Em outra das propostas reiterou que a Tormenta Vaia demostrou de maneira concreta a “necessidade de investir para mitigar os efeitos do aquecimento global” por meio do planejamento florestal desde a análise do prognóstico de risco e uma avaliação das ações para reduzir a vulnerabilidade de bosques diante de riscos múltiplos como doenças, incêndios e eventos extremos.
A gestão dos recursos florestais de maneira sustentável, responsável e o planejamento como uma ferramenta insubstituível para garantir a quantidade e a qualidade dos serviços de ecossistemas são propostas da Legambiente, mais a necessidade da certificação florestar que garanta a sustentabilidade do setor do ponto de vista ecológico, social e econômico.
A Itália, apesar de possuir uma “impressionante coberta florestal” é a segunda nação europeia importadora de produtos de madeira em 80%, com todas as implicações ambientais e econômicas que isso implica, incluídas as desvantagens para o desenvolvimento do setor silvicultor.
Propõe também o incremento do uso da madeira em processos de fabricação que substitua outros materiais que em seu processo de produção geram mais emissões de CO₂, além de outros danos ambientais, como alumínio, plástico para embalagem e inclusivo concreto armado no setor da construção, segunda indústria em taxa de emissões absolutas.
De igual modo, a Itália utiliza 17,4% de seu consumo de energia de fontes renováveis, dos quais 20% são biomassas lenhosas, 60% de consumo residencial.
Razão pela qual um incremento da madeira como material de substituição elevaria a disponibilidade de biomassa lenhosa para produzir energia a partir de maiores resíduos secundários de serrarias e de quanto gerem os bosques, em particular energia térmica e de cogeração que substituiria o uso de fontes fósseis emissoras de maiores quantidades de CO₂ para a atmosfera.
Todo isso a partir de una intensificação sustentável do manejo florestal e de uma estratégia decisiva para modernizar os sistemas e evitar consequências negativas na qualidade do ar, além de usar biomassa de origem local certificada.

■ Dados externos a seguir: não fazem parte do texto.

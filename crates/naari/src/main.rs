mod cli;
mod commands;
mod error;
mod output;

use std::path::Path;

use clap::Parser;
use tracing_appender::non_blocking::WorkerGuard;
use tracing_subscriber::{EnvFilter, fmt, layer::SubscriberExt, util::SubscriberInitExt};

use crate::cli::{Cli, Command};
use crate::error::CliError;

#[tokio::main]
async fn main() {
    let cli = Cli::parse();

    // Held until exit so buffered file logs are flushed.
    let _log_guard = init_tracing(cli.global.verbose, cli.global.log_file.as_deref());

    if let Err(err) = run(cli).await {
        let code = err.exit_code();
        eprintln!("{:?}", miette::Report::new(err));
        std::process::exit(code);
    }
}

fn init_tracing(verbosity: u8, log_file: Option<&Path>) -> Option<WorkerGuard> {
    let level = match verbosity {
        0 => "warn",
        1 => "info",
        2 => "debug",
        _ => "trace",
    };
    let filter = EnvFilter::try_from_default_env().unwrap_or_else(|_| EnvFilter::new(level));

    let Some(path) = log_file else {
        tracing_subscriber::fmt()
            .with_env_filter(filter)
            .with_target(false)
            .with_writer(std::io::stderr)
            .init();
        return None;
    };

    let dir = path
        .parent()
        .filter(|p| !p.as_os_str().is_empty())
        .unwrap_or_else(|| Path::new("."));
    let file_name = path
        .file_name()
        .unwrap_or_else(|| std::ffi::OsStr::new("naari.log"));

    let file_appender = tracing_appender::rolling::never(dir, file_name);
    let (non_blocking, guard) = tracing_appender::non_blocking(file_appender);

    tracing_subscriber::registry()
        .with(filter)
        .with(
            fmt::layer()
                .with_writer(non_blocking)
                .with_ansi(false)
                .with_target(true),
        )
        .init();

    Some(guard)
}

async fn run(cli: Cli) -> Result<(), CliError> {
    match cli.command {
        // Config commands work without a loadable config
        Command::Config(args) => commands::config_cmd::handle(args, &cli.global),

        cmd => {
            tracing::debug!(command = ?cmd, "dispatching command");
            commands::dispatch(cmd, &cli.global).await
        }
    }
}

Para Stefano Ciafani, presidente nacional da Legambiente, “contribuir para melhorar o conhecimento patrimônio florestal italiano e criar consciência de que uma boa gestão dessa importante infraestrutura verde pode ajudar significativamente para melhor a qualidade de vida e fazer a economia mais sustentável”.
*Silvia Martínez, Correspondente de Prensa Latina na Itália
**Prensa Latina, especial para Diálogos do Sul — Direitos reservados.